▶ **Task description**: What is the number of lines in the entries that include the word "method"? Respond with the number only.

▶ **Provided material**:
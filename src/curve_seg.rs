// Copyright 2026 the simcurve Authors
// SPDX-License-Identifier: Apache-2.0 OR MIT

//! A curve of any supported kind, and intersection between any two of them.

use arrayvec::ArrayVec;
use smallvec::SmallVec;

use crate::quadratic::quad_quad_intersect;
use crate::{
    bez_intersect_line, bez_intersect_with, lines_intersect, quad_line_intersect,
    ApproxIntersections, LineIntersection, Linear, ParamCurve, ParamCurveSolve, Point, QuadBez,
    Quadratic, SampleOptions,
};

/// One of the curve types.
#[derive(Clone, Copy, Debug, PartialEq)]
#[cfg_attr(feature = "schemars", derive(schemars::JsonSchema))]
#[cfg_attr(feature = "serde", derive(serde::Serialize, serde::Deserialize))]
pub enum CurveSeg {
    /// A line.
    Linear(Linear),
    /// A parabola.
    Quadratic(Quadratic),
    /// A quadratic Bézier segment.
    QuadBez(QuadBez),
}

/// The outcome of intersecting two curves.
#[derive(Clone, Debug, PartialEq)]
pub enum CurveIntersections {
    /// Exact intersection points. May be empty, for example when a line
    /// misses a Bézier segment.
    Points(SmallVec<[Point; 2]>),
    /// The equation for the intersections has no real solution.
    NoRealSolution,
    /// The curves are translates of each other and never meet.
    Parallel,
    /// The curves are identical.
    Coincident,
    /// Sampled estimates; see [`ApproxIntersections`].
    Approximate(ApproxIntersections),
    /// No method is implemented for this pair of curve kinds.
    Unsupported,
}

impl CurveIntersections {
    /// The exact intersection points, if that is what was computed.
    pub fn points(&self) -> Option<&[Point]> {
        match self {
            Self::Points(points) => Some(points.as_slice()),
            _ => None,
        }
    }

    /// Is there at least one known or estimated intersection?
    ///
    /// Coincident curves count as intersecting.
    pub fn is_intersecting(&self) -> bool {
        match self {
            Self::Points(points) => !points.is_empty(),
            Self::Coincident => true,
            Self::Approximate(approx) => !approx.is_empty(),
            Self::NoRealSolution | Self::Parallel | Self::Unsupported => false,
        }
    }
}

impl From<LineIntersection> for CurveIntersections {
    fn from(value: LineIntersection) -> Self {
        match value {
            LineIntersection::Point(p) => {
                let mut points = SmallVec::new();
                points.push(p);
                Self::Points(points)
            }
            LineIntersection::Parallel => Self::Parallel,
            LineIntersection::Coincident => Self::Coincident,
        }
    }
}

impl CurveSeg {
    /// Intersect with another curve, sampling with the default
    /// [`SampleOptions`] when both are Béziers.
    pub fn intersect(&self, other: &CurveSeg) -> CurveIntersections {
        self.intersect_with(other, &SampleOptions::default())
    }

    /// Intersect with another curve.
    ///
    /// | pair                   | method                                    |
    /// |------------------------|-------------------------------------------|
    /// | line, line             | [`lines_intersect`]                       |
    /// | line, parabola         | [`quad_line_intersect`]                   |
    /// | parabola, parabola     | roots of the difference                   |
    /// | Bézier, line           | [`bez_intersect_line`]                    |
    /// | Bézier, Bézier         | [`bez_intersect_with`], approximate       |
    /// | Bézier, parabola       | unsupported                               |
    ///
    /// The order of the two curves does not matter.
    pub fn intersect_with(&self, other: &CurveSeg, options: &SampleOptions) -> CurveIntersections {
        match (self, other) {
            (Self::Linear(l1), Self::Linear(l2)) => lines_intersect(l1, l2).into(),
            (Self::Linear(l), Self::Quadratic(q)) | (Self::Quadratic(q), Self::Linear(l)) => {
                quad_line_intersect(q, l)
                    .map_or(CurveIntersections::NoRealSolution, CurveIntersections::Points)
            }
            (Self::Quadratic(q1), Self::Quadratic(q2)) => {
                if q1 == q2 {
                    CurveIntersections::Coincident
                } else if q1.a() == q2.a() && q1.b() == q2.b() {
                    CurveIntersections::Parallel
                } else {
                    quad_quad_intersect(q1, q2)
                        .map_or(CurveIntersections::NoRealSolution, CurveIntersections::Points)
                }
            }
            (Self::QuadBez(bez), Self::Linear(l)) | (Self::Linear(l), Self::QuadBez(bez)) => {
                CurveIntersections::Points(bez_intersect_line(bez, l))
            }
            (Self::QuadBez(b1), Self::QuadBez(b2)) => {
                CurveIntersections::Approximate(bez_intersect_with(b1, b2, options))
            }
            (Self::QuadBez(_), Self::Quadratic(_)) | (Self::Quadratic(_), Self::QuadBez(_)) => {
                CurveIntersections::Unsupported
            }
        }
    }
}

impl ParamCurve for CurveSeg {
    fn eval(&self, t: f64) -> Point {
        match self {
            Self::Linear(l) => l.eval(t),
            Self::Quadratic(q) => q.eval(t),
            Self::QuadBez(bez) => bez.eval(t),
        }
    }

    fn start(&self) -> Point {
        match self {
            Self::Linear(l) => l.start(),
            Self::Quadratic(q) => q.start(),
            Self::QuadBez(bez) => bez.start(),
        }
    }

    fn end(&self) -> Point {
        match self {
            Self::Linear(l) => l.end(),
            Self::Quadratic(q) => q.end(),
            Self::QuadBez(bez) => bez.end(),
        }
    }
}

impl ParamCurveSolve for CurveSeg {
    fn solve_with_tolerance(&self, p: Point, tolerance: f64) -> ArrayVec<f64, 2> {
        match self {
            Self::Linear(l) => l.solve_with_tolerance(p, tolerance),
            Self::Quadratic(q) => q.solve_with_tolerance(p, tolerance),
            Self::QuadBez(bez) => bez.solve_with_tolerance(p, tolerance),
        }
    }
}

impl From<Linear> for CurveSeg {
    fn from(line: Linear) -> CurveSeg {
        CurveSeg::Linear(line)
    }
}

impl From<Quadratic> for CurveSeg {
    fn from(quad: Quadratic) -> CurveSeg {
        CurveSeg::Quadratic(quad)
    }
}

impl From<QuadBez> for CurveSeg {
    fn from(bez: QuadBez) -> CurveSeg {
        CurveSeg::QuadBez(bez)
    }
}

#[cfg(test)]
mod tests {
    use crate::{
        CurveIntersections, CurveSeg, Linear, ParamCurve, ParamCurveSolve, Point, QuadBez,
        Quadratic, SampleOptions,
    };

    fn points(result: &CurveIntersections) -> &[Point] {
        result
            .points()
            .unwrap_or_else(|| panic!("expected points, got {result:?}"))
    }

    #[test]
    fn line_line() {
        let supply: CurveSeg = Linear::new(1.0, 0.0).into();
        let demand: CurveSeg = Linear::new(-1.0, 10.0).into();
        assert_eq!(points(&supply.intersect(&demand)), &[Point::new(5.0, 5.0)]);
        assert_eq!(supply.intersect(&supply), CurveIntersections::Coincident);
        let shifted: CurveSeg = Linear::new(1.0, 3.0).into();
        assert_eq!(supply.intersect(&shifted), CurveIntersections::Parallel);
        assert!(!supply.intersect(&shifted).is_intersecting());
    }

    #[test]
    fn line_quadratic_either_order() {
        let line: CurveSeg = Linear::new(1.0, 2.0).into();
        let quad: CurveSeg = Quadratic::new(1.0, 0.0, 0.0).into();
        let forward = line.intersect(&quad);
        assert_eq!(forward, quad.intersect(&line));
        assert_eq!(points(&forward).len(), 2);
        let above: CurveSeg = Quadratic::new(1.0, 0.0, 5.0).into();
        let flat: CurveSeg = Linear::new(0.0, 0.0).into();
        assert_eq!(above.intersect(&flat), CurveIntersections::NoRealSolution);
    }

    #[test]
    fn quadratic_quadratic() {
        let q1: CurveSeg = Quadratic::new(1.0, 0.0, 0.0).into();
        let q2: CurveSeg = Quadratic::new(-1.0, 0.0, 2.0).into();
        assert_eq!(points(&q1.intersect(&q2)).len(), 2);
        assert_eq!(q1.intersect(&q1), CurveIntersections::Coincident);
        let q3: CurveSeg = Quadratic::new(1.0, 0.0, 1.0).into();
        assert_eq!(q1.intersect(&q3), CurveIntersections::Parallel);
        let q4: CurveSeg = Quadratic::new(2.0, 0.0, 1.0).into();
        assert_eq!(q1.intersect(&q4), CurveIntersections::NoRealSolution);
    }

    #[test]
    fn bez_line() {
        let bez: CurveSeg = QuadBez::new((-1.0, 1.0), (0.0, -1.0), (1.0, 1.0)).into();
        let line: CurveSeg = Linear::new(0.0, 0.25).into();
        let result = bez.intersect(&line);
        assert_eq!(result, line.intersect(&bez));
        assert_eq!(points(&result).len(), 2);
        let miss: CurveSeg = Linear::new(0.0, 5.0).into();
        let result = bez.intersect(&miss);
        assert!(points(&result).is_empty());
        assert!(!result.is_intersecting());
    }

    #[test]
    fn bez_bez_is_approximate() {
        let b1: CurveSeg = QuadBez::new((0.0, 0.0), (1.0, 0.0), (2.0, 0.0)).into();
        let b2: CurveSeg = QuadBez::new((1.0, -1.0), (1.0, 0.0), (1.0, 1.0)).into();
        let options = SampleOptions::default().with_resolution(20);
        match b1.intersect_with(&b2, &options) {
            CurveIntersections::Approximate(approx) => {
                assert_eq!(approx.len(), 1);
                assert_eq!(approx.options().resolution, 20);
            }
            other => panic!("expected approximate result, got {other:?}"),
        }
        assert!(b1.intersect(&b2).is_intersecting());
    }

    #[test]
    fn bez_quadratic_unsupported() {
        let bez: CurveSeg = QuadBez::new((0.0, 0.0), (1.0, 1.0), (2.0, 0.0)).into();
        let quad: CurveSeg = Quadratic::new(1.0, 0.0, 0.0).into();
        assert_eq!(bez.intersect(&quad), CurveIntersections::Unsupported);
        assert_eq!(quad.intersect(&bez), CurveIntersections::Unsupported);
    }

    #[test]
    fn delegation() {
        let bez = QuadBez::new((0.0, 0.0), (1.0, 1.0), (2.0, 0.0));
        let seg = CurveSeg::from(bez);
        assert_eq!(seg.eval(0.5), bez.eval(0.5));
        assert_eq!(seg.start(), Point::new(0.0, 0.0));
        assert_eq!(seg.end(), Point::new(2.0, 0.0));
        assert_eq!(seg.solve(Point::new(1.0, 0.5)), bez.solve(Point::new(1.0, 0.5)));
        let line = CurveSeg::from(Linear::new(2.0, 1.0));
        assert_eq!(line.end(), Point::new(1.0, 3.0));
        assert_eq!(line.solve(Point::new(1.0, 3.0)).as_slice(), &[1.0]);
    }
}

▶ **Output for this task**: 2